21. Donna, che di beltà vivo oriente fusti

175 28 30
                                    

Il sole stava calando e la luce, che prima inondava la stanza, si era affievolita così tanto che Vittoria era stata costretta ad accendere una candela. Stava studiando, come sempre, seduta al suo scrittoio, con una pila di vecchi libri presi dalla biblioteca al suo fianco accompagnati a bianchi e preziosi fogli che riempiva delle idee e le riflessioni che le venivano spontaneamente in mente mentre leggeva.

Il suono delle campane del convento delle clarisse vicine al castello la distolse dalla sua totale immersione nei libri, alzò la testa e guardò fuori dalla finestra. Si stava facendo tardi. Con un sospiro Vittoria si alzò, chiuse il libro e rimise al loro posto la penna e il calamaio, con un soffio spense la candela. Non aveva molta voglia di scendere a cena con Costanza e la sua cerchia di letterati. Per quel pomeriggio aveva già studiato abbastanza e si sentiva stanca di intraprendere altre discussioni intellettuali e filosofiche, ma la duchessa le aveva mandato a dire di essere presente perché quella sera c'era un ospite molto importante e che desiderava moltissimo vederla.

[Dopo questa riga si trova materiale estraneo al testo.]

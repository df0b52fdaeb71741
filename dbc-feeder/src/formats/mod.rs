//! Frame sources
//!
//! A frame source hands raw CAN frames to the decoder, one at a time, with
//! a bounded wait so the reading thread can notice shutdown requests.

use crate::types::{CanFrame, FeederError, Result};
use crossbeam_channel::{Receiver, RecvTimeoutError};
use std::time::Duration;

pub mod candump;

pub use candump::{parse_candump_line, CandumpReplay};

/// Common trait for everything that produces CAN frames
pub trait FrameSource: Send {
    /// Wait up to `timeout` for the next frame
    ///
    /// `Ok(None)` means no frame arrived in time; the caller simply asks
    /// again.
    fn receive(&mut self, timeout: Duration) -> Result<Option<CanFrame>>;

    /// Release the underlying handle
    fn close(&mut self) {}
}

/// Frame source fed through a channel by another component
pub struct ChannelFrameSource {
    frames: Receiver<CanFrame>,
}

impl ChannelFrameSource {
    pub fn new(frames: Receiver<CanFrame>) -> Self {
        Self { frames }
    }
}

impl FrameSource for ChannelFrameSource {
    fn receive(&mut self, timeout: Duration) -> Result<Option<CanFrame>> {
        match self.frames.recv_timeout(timeout) {
            Ok(frame) => Ok(Some(frame)),
            Err(RecvTimeoutError::Timeout) => Ok(None),
            Err(RecvTimeoutError::Disconnected) => {
                Err(FeederError::Bus("frame channel disconnected".to_string()))
            }
        }
    }
}

#[cfg(test)]
mod tests {
    use super::*;

    #[test]
    fn test_channel_source() {
        let (tx, rx) = crossbeam_channel::unbounded();
        let mut source = ChannelFrameSource::new(rx);

        tx.send(CanFrame::new(0x10, vec![1])).unwrap();
        let frame = source.receive(Duration::from_millis(10)).unwrap().unwrap();
        assert_eq!(frame.can_id, 0x10);

        assert!(source.receive(Duration::from_millis(10)).unwrap().is_none());

        drop(tx);
        assert!(source.receive(Duration::from_millis(10)).is_err());
    }
}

Aveva chiesto chi fosse ma il servitore non era riuscito a dirglielo con precisione. «È un conte, signora» le aveva risposto, «dagli abiti si capisce che una persona di rango molto elevato, ma non saprei dirvi altro.»

A Vittoria non interessava poi così tanto, nonostante la nuova lontananza di Ferdinando, che era partito nuovamente, fosse diversa dalla prima e nonostante non provasse più quel tremendo terrore che non le aveva lasciato tregua, suo marito le mancava ancora e, senza di lui, anche la conoscenza di personaggi importanti non la stimolava: sapeva che, senza curarsi del suo terribile comportamento l'ultima volta che era tornato, nessuno avrebbe potuto prendere il suo posto nei suoi pensieri e che niente, in ogni caso, sarebbe stato sufficiente a riempire la sua mente come quando lui era presente.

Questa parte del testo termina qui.